_ACTIVITY_
Transcribe each of the entries exactly.

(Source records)
———
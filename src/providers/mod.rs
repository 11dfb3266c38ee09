//! AI provider integrations
//!
//! The intake engine only needs one thing from an AI service: turn a prompt
//! into text. [`Responder`] is that seam; [`Provider`] is the configured
//! implementation backed by a real HTTP API.

mod gemini;
mod ollama;
mod openai_compat;

use std::time::Duration;

use async_trait::async_trait;
use thiserror::Error;

use crate::config::Config;

pub use gemini::GeminiProvider;
pub use ollama::OllamaProvider;
pub use openai_compat::{OpenAICompatConfig, OpenAICompatProvider};

#[derive(Debug, Error)]
pub enum ProviderError {
    #[error("Unknown provider: {0}")]
    UnknownProvider(String),

    #[error("Provider not configured: {0}")]
    NotConfigured(String),

    #[error("Request failed: {0}")]
    RequestFailed(#[from] reqwest::Error),

    #[error("Invalid response: {0}")]
    InvalidResponse(String),

    #[error("Provider returned no text")]
    EmptyResponse,
}

/// Single-shot text completion
#[async_trait]
pub trait Responder: Send + Sync {
    /// Short label used in logs
    fn name(&self) -> &str;

    async fn complete(&self, prompt: &str) -> Result<String, ProviderError>;
}

pub enum Provider {
    Gemini(GeminiProvider),
    Ollama(OllamaProvider),
    OpenAICompat(OpenAICompatProvider),
}

impl Provider {
    /// Build the provider selected by `llm_provider`.
    ///
    /// Returns [`ProviderError::NotConfigured`] when a cloud provider has no
    /// API key; the caller treats that as "AI unavailable".
    pub fn from_config(config: &Config) -> Result<Self, ProviderError> {
        let timeout = Duration::from_secs(config.llm_timeout_secs);

        match config.llm_provider.as_str() {
            "gemini" | "google" => {
                let api_key = config
                    .google_api_key
                    .clone()
                    .ok_or_else(|| ProviderError::NotConfigured("GOOGLE_API_KEY is not set".into()))?;
                let model = config
                    .llm_model
                    .clone()
                    .unwrap_or_else(|| gemini::DEFAULT_MODEL.into());
                Ok(Provider::Gemini(GeminiProvider::new(api_key, model, timeout)?))
            }
            "openai" => {
                let mut compat = match (&config.openai_base_url, &config.openai_api_key) {
                    (Some(base_url), _) => {
                        let mut local = OpenAICompatConfig::local(
                            base_url.clone(),
                            openai_compat::DEFAULT_MODEL,
                        );
                        local.api_key = config.openai_api_key.clone();
                        local
                    }
                    (None, Some(key)) => OpenAICompatConfig::openai(key.clone()),
                    (None, None) => {
                        return Err(ProviderError::NotConfigured(
                            "OPENAI_API_KEY or OPENAI_BASE_URL must be set".into(),
                        ))
                    }
                };
                if let Some(model) = &config.llm_model {
                    compat.default_model = model.clone();
                }
                compat.timeout_secs = config.llm_timeout_secs;
                Ok(Provider::OpenAICompat(OpenAICompatProvider::new(compat)?))
            }
            "ollama" => {
                let url = config
                    .ollama_url
                    .clone()
                    .unwrap_or_else(|| "http://localhost:11434".into());
                let model = config
                    .llm_model
                    .clone()
                    .unwrap_or_else(|| ollama::DEFAULT_MODEL.into());
                Ok(Provider::Ollama(OllamaProvider::new(url, model, timeout)?))
            }
            other => Err(ProviderError::UnknownProvider(other.to_string())),
        }
    }
}

#[async_trait]
impl Responder for Provider {
    fn name(&self) -> &str {
        match self {
            Provider::Gemini(_) => "gemini",
            Provider::Ollama(_) => "ollama",
            Provider::OpenAICompat(_) => "openai",
        }
    }

    async fn complete(&self, prompt: &str) -> Result<String, ProviderError> {
        let text = match self {
            Provider::Gemini(p) => p.complete(prompt).await?,
            Provider::Ollama(p) => p.complete(prompt).await?,
            Provider::OpenAICompat(p) => p.complete(prompt).await?,
        };

        if text.trim().is_empty() {
            return Err(ProviderError::EmptyResponse);
        }
        Ok(text)
    }
}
———
_PROBLEM SOLUTION_
filename src/providers/mod.rs
repository 11dfb3266c38ee09
//! AI provider integrations
//!
//! The intake engine only needs one thing from an AI service: turn a prompt
//! into text. [`Responder`] is that seam; [`Provider`] is the configured
//! implementation backed by a real HTTP API.

mod gemini;
mod ollama;
mod openai_compat;

use std::time::Duration;

use async_trait::async_trait;
use thiserror::Error;

use crate::config::Config;

pub use gemini::GeminiProvider;
pub use ollama::OllamaProvider;
pub use openai_compat::{OpenAICompatConfig, OpenAICompatProvider};

#[derive(Debug, Error)]
pub enum ProviderError {
    #[error("Unknown provider: {0}")]
    UnknownProvider(String),

    #[error("Provider not configured: {0}")]
    NotConfigured(String),

    #[error("Request failed: {0}")]
    RequestFailed(#[from] reqwest::Error),

    #[error("Invalid response: {0}")]
    InvalidResponse(String),

    #[error("Provider returned no text")]
    EmptyResponse,
}

/// Single-shot text completion
#[async_trait]
pub trait Responder: Send + Sync {
    /// Short label used in logs
    fn name(&self) -> &str;

    async fn complete(&self, prompt: &str) -> Result<String, ProviderError>;
}

pub enum Provider {
    Gemini(GeminiProvider),
    Ollama(OllamaProvider),
    OpenAICompat(OpenAICompatProvider),
}

impl Provider {
    /// Build the provider selected by `llm_provider`.
    ///
    /// Returns [`ProviderError::NotConfigured`] when a cloud provider has no
    /// API key; the caller treats that as "AI unavailable".
    pub fn from_config(config: &Config) -> Result<Self, ProviderError> {
        let timeout = Duration::from_secs(config.llm_timeout_secs);

        match config.llm_provider.as_str() {
            "gemini" | "google" => {
                let api_key = config
                    .google_api_key
                    .clone()
                    .ok_or_else(|| ProviderError::NotConfigured("GOOGLE_API_KEY is not set".into()))?;
                let model = config
                    .llm_model
                    .clone()
                    .unwrap_or_else(|| gemini::DEFAULT_MODEL.into());
                Ok(Provider::Gemini(GeminiProvider::new(api_key, model, timeout)?))
            }
            "openai" => {
                let mut compat = match (&config.openai_base_url, &config.openai_api_key) {
                    (Some(base_url), _) => {
                        let mut local = OpenAICompatConfig::local(
                            base_url.clone(),
                            openai_compat::DEFAULT_MODEL,
                        );
                        local.api_key = config.openai_api_key.clone();
                        local
                    }
                    (None, Some(key)) => OpenAICompatConfig::openai(key.clone()),
                    (None, None) => {
                        return Err(ProviderError::NotConfigured(
                            "OPENAI_API_KEY or OPENAI_BASE_URL must be set".into(),
                        ))
                    }
                };
                if let Some(model) = &config.llm_model {
                    compat.default_model = model.clone();
                }
                compat.timeout_secs = config.llm_timeout_secs;
                Ok(Provider::OpenAICompat(OpenAICompatProvider::new(compat)?))
            }
            "ollama" => {
                let url = config
                    .ollama_url
                    .clone()
                    .unwrap_or_else(|| "http://localhost:11434".into());
                let model = config
                    .llm_model
                    .clone()
                    .unwrap_or_else(|| ollama::DEFAULT_MODEL.into());
                Ok(Provider::Ollama(OllamaProvider::new(url, model, timeout)?))
            }
            other => Err(ProviderError::UnknownProvider(other.to_string())),
        }
    }
}

#[async_trait]
impl Responder for Provider {
    fn name(&self) -> &str {
        match self {
            Provider::Gemini(_) => "gemini",
            Provider::Ollama(_) => "ollama",
            Provider::OpenAICompat(_) => "openai",
        }
    }

    async fn complete(&self, prompt: &str) -> Result<String, ProviderError> {
        let text = match self {
            Provider::Gemini(p) => p.complete(prompt).await?,
            Provider::Ollama(p) => p.complete(prompt).await?,
            Provider::OpenAICompat(p) => p.complete(prompt).await?,
        };

        if text.trim().is_empty() {
            return Err(ProviderError::EmptyResponse);
        }
        Ok(text)
    }
}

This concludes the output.